Однако, несмотря на все эти бесконечные объяснения и обвинения, друзья Вулфа, например, миссис Бернстайн и Максвелл Перкинс, были обычно повергнуты в состояние недоумения и шока его решением порвать с ними. Они все еще были преданы ему, и после постоянного общения с его жизненной силой, эмоциями, юмором, его огромным талантом и его основной добротой и благородством перспектива жизни без него казалась им невыносимо скудной и тонкой. Но если они пытались держаться за него, его одолевала своего рода клаустрофобия дружбы и «желание сбежать, настолько мучительное, что оно превращало его чувство почти в ненависть». Цитируя его любимые слова Мартина Лютера, он должен был покинуть их, он «не мог поступить иначе». Только после того, как он добился свободы от этих слишком тесных отношений, их можно было свести к какой-либо норме: первое чрезмерное поклонение герою и последующее слишком жестокое разочарование уравновешиваются друг другом, а заключительное высказывание состоит из отстраненной, ностальгической благодарности и любви.

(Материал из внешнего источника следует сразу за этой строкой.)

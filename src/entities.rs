//! Game entities: the board, the radiation source, the three movable piece
//! kinds (boat, alligator, turtle), and the two single-cell static kinds
//! (tree, goal). Every entity exposes a `footprint`; movables additionally
//! expose `legal_actions`.

use std::collections::HashSet;
use std::fmt;

use crate::geometry::{ray_cells, Direction, Pose};

pub type Footprint = HashSet<crate::geometry::Point>;

/// Which kind of object an [`Action`] moves.
#[derive(Clone, Copy, Debug, PartialEq, Eq, Hash)]
pub enum ObjectKind {
    Boat,
    Alligator,
    Turtle,
}

impl ObjectKind {
    pub fn as_char(self) -> char {
        match self {
            ObjectKind::Boat => 'B',
            ObjectKind::Alligator => 'A',
            ObjectKind::Turtle => 'T',
        }
    }
}

/// The kind of move an [`Action`] applies, independent of which object moves.
#[derive(Clone, Copy, Debug, PartialEq, Eq, Hash)]
pub enum MoveKind {
    Clockwise,
    CounterClockwise,
    Forward,
    Backward,
}

impl MoveKind {
    /// The move-character used when an action has no display direction.
    pub fn as_char(self) -> char {
        match self {
            MoveKind::Clockwise => 'C',
            MoveKind::CounterClockwise => 'N',
            MoveKind::Forward => 'F',
            MoveKind::Backward => 'B',
        }
    }
}

/// An action: which object, which move, and (cosmetically) which cardinal
/// direction to print instead of the move character. Equality and hashing
/// ignore `display_dir`.
#[derive(Clone, Copy, Debug)]
pub struct Action {
    pub obj: ObjectKind,
    pub index: usize,
    pub mv: MoveKind,
    pub display_dir: Option<Direction>,
}

impl Action {
    pub fn new(obj: ObjectKind, index: usize, mv: MoveKind) -> Self {
        Self {
            obj,
            index,
            mv,
            display_dir: None,
        }
    }

    pub fn with_display(obj: ObjectKind, index: usize, mv: MoveKind, dir: Direction) -> Self {
        Self {
            obj,
            index,
            mv,
            display_dir: Some(dir),
        }
    }
}

impl PartialEq for Action {
    fn eq(&self, other: &Self) -> bool {
        self.obj == other.obj && self.index == other.index && self.mv == other.mv
    }
}
impl Eq for Action {}

impl fmt::Display for Action {
    fn fmt(&self, f: &mut fmt::Formatter<'_>) -> fmt::Result {
        let dir_char = self.display_dir.map_or(self.mv.as_char(), Direction::as_char);
        write!(f, "{} {} {}", self.obj.as_char(), self.index, dir_char)
    }
}

/// A non-negative-magnitude radiation field decaying linearly with Manhattan
/// distance. Values may go negative once `D * distance` exceeds `M`.
#[derive(Clone, Copy, Debug, PartialEq, Eq, Hash)]
pub struct RadiationSource {
    pub location: crate::geometry::Point,
    pub magnitude: i64,
    pub decay: i64,
}

impl RadiationSource {
    pub fn new(location: crate::geometry::Point, magnitude: i64, decay: i64) -> Self {
        Self {
            location,
            magnitude,
            decay,
        }
    }

    pub fn rads(&self, p: crate::geometry::Point) -> i64 {
        self.magnitude - self.decay * i64::from(crate::geometry::manhattan(self.location, p))
    }
}

/// Length in cells of a given movable kind.
pub const BOAT_LENGTH: usize = 2;
pub const ALLIGATOR_LENGTH: usize = 3;
pub const TURTLE_LENGTH: usize = 2;

fn footprint_of(pose: Pose, length: usize) -> Footprint {
    ray_cells(pose, length).into_iter().collect()
}

#[derive(Clone, Copy, Debug, PartialEq, Eq, Hash)]
pub struct Boat {
    pub pose: Pose,
}

impl Boat {
    pub fn new(pose: Pose) -> Self {
        Self { pose }
    }

    pub fn footprint(&self) -> Footprint {
        footprint_of(self.pose, BOAT_LENGTH)
    }

    /// `[Forward, CounterClockwise, Clockwise]`, matching spec.md §4.2.
    pub fn legal_actions(&self, index: usize) -> Vec<Action> {
        vec![
            Action::with_display(ObjectKind::Boat, index, MoveKind::Forward, self.pose.dir),
            Action::new(ObjectKind::Boat, index, MoveKind::CounterClockwise),
            Action::new(ObjectKind::Boat, index, MoveKind::Clockwise),
        ]
    }

    pub fn front(&self) -> crate::geometry::Point {
        ray_cells(self.pose, BOAT_LENGTH)[BOAT_LENGTH - 1]
    }
}

#[derive(Clone, Copy, Debug, PartialEq, Eq, Hash)]
pub struct Alligator {
    pub pose: Pose,
}

impl Alligator {
    pub fn new(pose: Pose) -> Self {
        Self { pose }
    }

    pub fn footprint(&self) -> Footprint {
        footprint_of(self.pose, ALLIGATOR_LENGTH)
    }

    pub fn legal_actions(&self, index: usize) -> Vec<Action> {
        animal_actions(ObjectKind::Alligator, index, self.pose.dir)
    }
}

#[derive(Clone, Copy, Debug, PartialEq, Eq, Hash)]
pub struct Turtle {
    pub pose: Pose,
}

impl Turtle {
    pub fn new(pose: Pose) -> Self {
        Self { pose }
    }

    pub fn footprint(&self) -> Footprint {
        footprint_of(self.pose, TURTLE_LENGTH)
    }

    pub fn legal_actions(&self, index: usize) -> Vec<Action> {
        animal_actions(ObjectKind::Turtle, index, self.pose.dir)
    }
}

/// `[Forward, Backward]` shared by alligators and turtles; backward's display
/// direction is the reverse of the current facing.
fn animal_actions(obj: ObjectKind, index: usize, facing: Direction) -> Vec<Action> {
    vec![
        Action::with_display(obj, index, MoveKind::Forward, facing),
        Action::with_display(obj, index, MoveKind::Backward, facing.reverse()),
    ]
}

#[derive(Clone, Copy, Debug, PartialEq, Eq, Hash)]
pub struct Tree {
    pub pos: crate::geometry::Point,
}

impl Tree {
    pub fn new(pos: crate::geometry::Point) -> Self {
        Self { pos }
    }

    pub fn footprint(&self) -> Footprint {
        [self.pos].into_iter().collect()
    }
}

#[derive(Clone, Copy, Debug, PartialEq, Eq, Hash)]
pub struct Goal {
    pub pos: crate::geometry::Point,
}

impl Goal {
    pub fn new(pos: crate::geometry::Point) -> Self {
        Self { pos }
    }

    pub fn footprint(&self) -> Footprint {
        [self.pos].into_iter().collect()
    }
}

#[cfg(test)]
mod tests {
    use super::*;
    use crate::geometry::Point;

    #[test]
    fn boat_legal_actions_are_forward_then_rotations() {
        let boat = Boat::new(Pose::new(0, 0, Direction::Right));
        let actions = boat.legal_actions(0);
        assert_eq!(actions.len(), 3);
        assert_eq!(actions[0].mv, MoveKind::Forward);
        assert_eq!(actions[1].mv, MoveKind::CounterClockwise);
        assert_eq!(actions[2].mv, MoveKind::Clockwise);
    }

    #[test]
    fn animal_legal_actions_tag_backward_with_reverse_direction() {
        let gator = Alligator::new(Pose::new(0, 0, Direction::Down));
        let actions = gator.legal_actions(2);
        assert_eq!(actions[0].display_dir, Some(Direction::Down));
        assert_eq!(actions[1].mv, MoveKind::Backward);
        assert_eq!(actions[1].display_dir, Some(Direction::Up));
    }

    #[test]
    fn action_equality_ignores_display_direction() {
        let a = Action::with_display(ObjectKind::Boat, 0, MoveKind::Forward, Direction::Up);
        let b = Action::new(ObjectKind::Boat, 0, MoveKind::Forward);
        assert_eq!(a, b);
    }

    #[test]
    fn action_display_format() {
        let a = Action::new(ObjectKind::Turtle, 1, MoveKind::Clockwise);
        assert_eq!(a.to_string(), "T 1 C");
        let b = Action::with_display(ObjectKind::Boat, 0, MoveKind::Forward, Direction::Right);
        assert_eq!(b.to_string(), "B 0 R");
    }

    #[test]
    fn radiation_decays_with_distance_and_may_go_negative() {
        let src = RadiationSource::new(Point::new(0, 0), 10, 3);
        assert_eq!(src.rads(Point::new(0, 0)), 10);
        assert_eq!(src.rads(Point::new(1, 0)), 7);
        assert_eq!(src.rads(Point::new(5, 0)), -5);
    }

    #[test]
    fn boat_footprint_has_two_cells() {
        let boat = Boat::new(Pose::new(1, 1, Direction::Down));
        let fp = boat.footprint();
        assert_eq!(fp.len(), 2);
        assert!(fp.contains(&Point::new(1, 1)));
        assert!(fp.contains(&Point::new(1, 2)));
    }
}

Ибо сильнее «поисков отца» и полностью вытеснив их в последний год жизни, Вулф испытывал потребность расти, и расти в полной свободе. «Моя жизнь, более чем у кого-либо из моих знакомых, приняла форму роста», – писал он в своем «кредо» в конце книги «Домой возврата нет». И снова в письме Перкинсу от 15 декабря 1936 года: «Все мои усилия на протяжении многих лет можно описать как попытку постичь мой собственный замысел, исследовать мои собственные каналы, открыть мои собственные пути. В этих отношениях, в попытке помочь мне открыть, лучше использовать эти средства, которые я стремился постичь и сделать своими, вы оказали мне самую щедрую, самую кропотливую, самую ценную помощь. … Что касается помощи другого рода – помощи, которая пыталась бы сформировать мою цель или определить для меня мое собственное направление, – то я не только не нуждаюсь в такого рода помощи, но если бы я обнаружил, что она каким-либо образом вторгается в единство моей цели, или пытается каким-либо фундаментальным образом изменить направление моей творческой жизни – так, как, как мне кажется, она должна и обязана идти – я должен оттолкнуть ее как врага, я должен бороться с ней и противостоять ей всеми силами своей жизни, потому что я так сильно чувствую, что это окончательное и непростительное вторжение в единственную вещь в жизни художника, которая должна быть удержана и сохранена в неприкосновенности. … Я наконец-то открыл свою Америку, я верю, что нашел язык, я думаю, что знаю свой путь. И я буду воплощать в жизнь свое видение этой жизни, этого пути, этого мира и этой Америки, на пределе своих сил, на пределе своих возможностей, но с непоколебимой преданностью, целостностью и чистотой цели, которой никто не должен угрожать, изменять или ослаблять».
Этот сборник писем Вулфа рассказывает его собственными словами историю его взросления и открытий. Трагедия, конечно, в том, что эта история осталась незавершенной – его смерть в возрасте тридцати семи лет оставила нам возможность лишь строить догадки о том, к чему бы он мог прийти, будь он жив.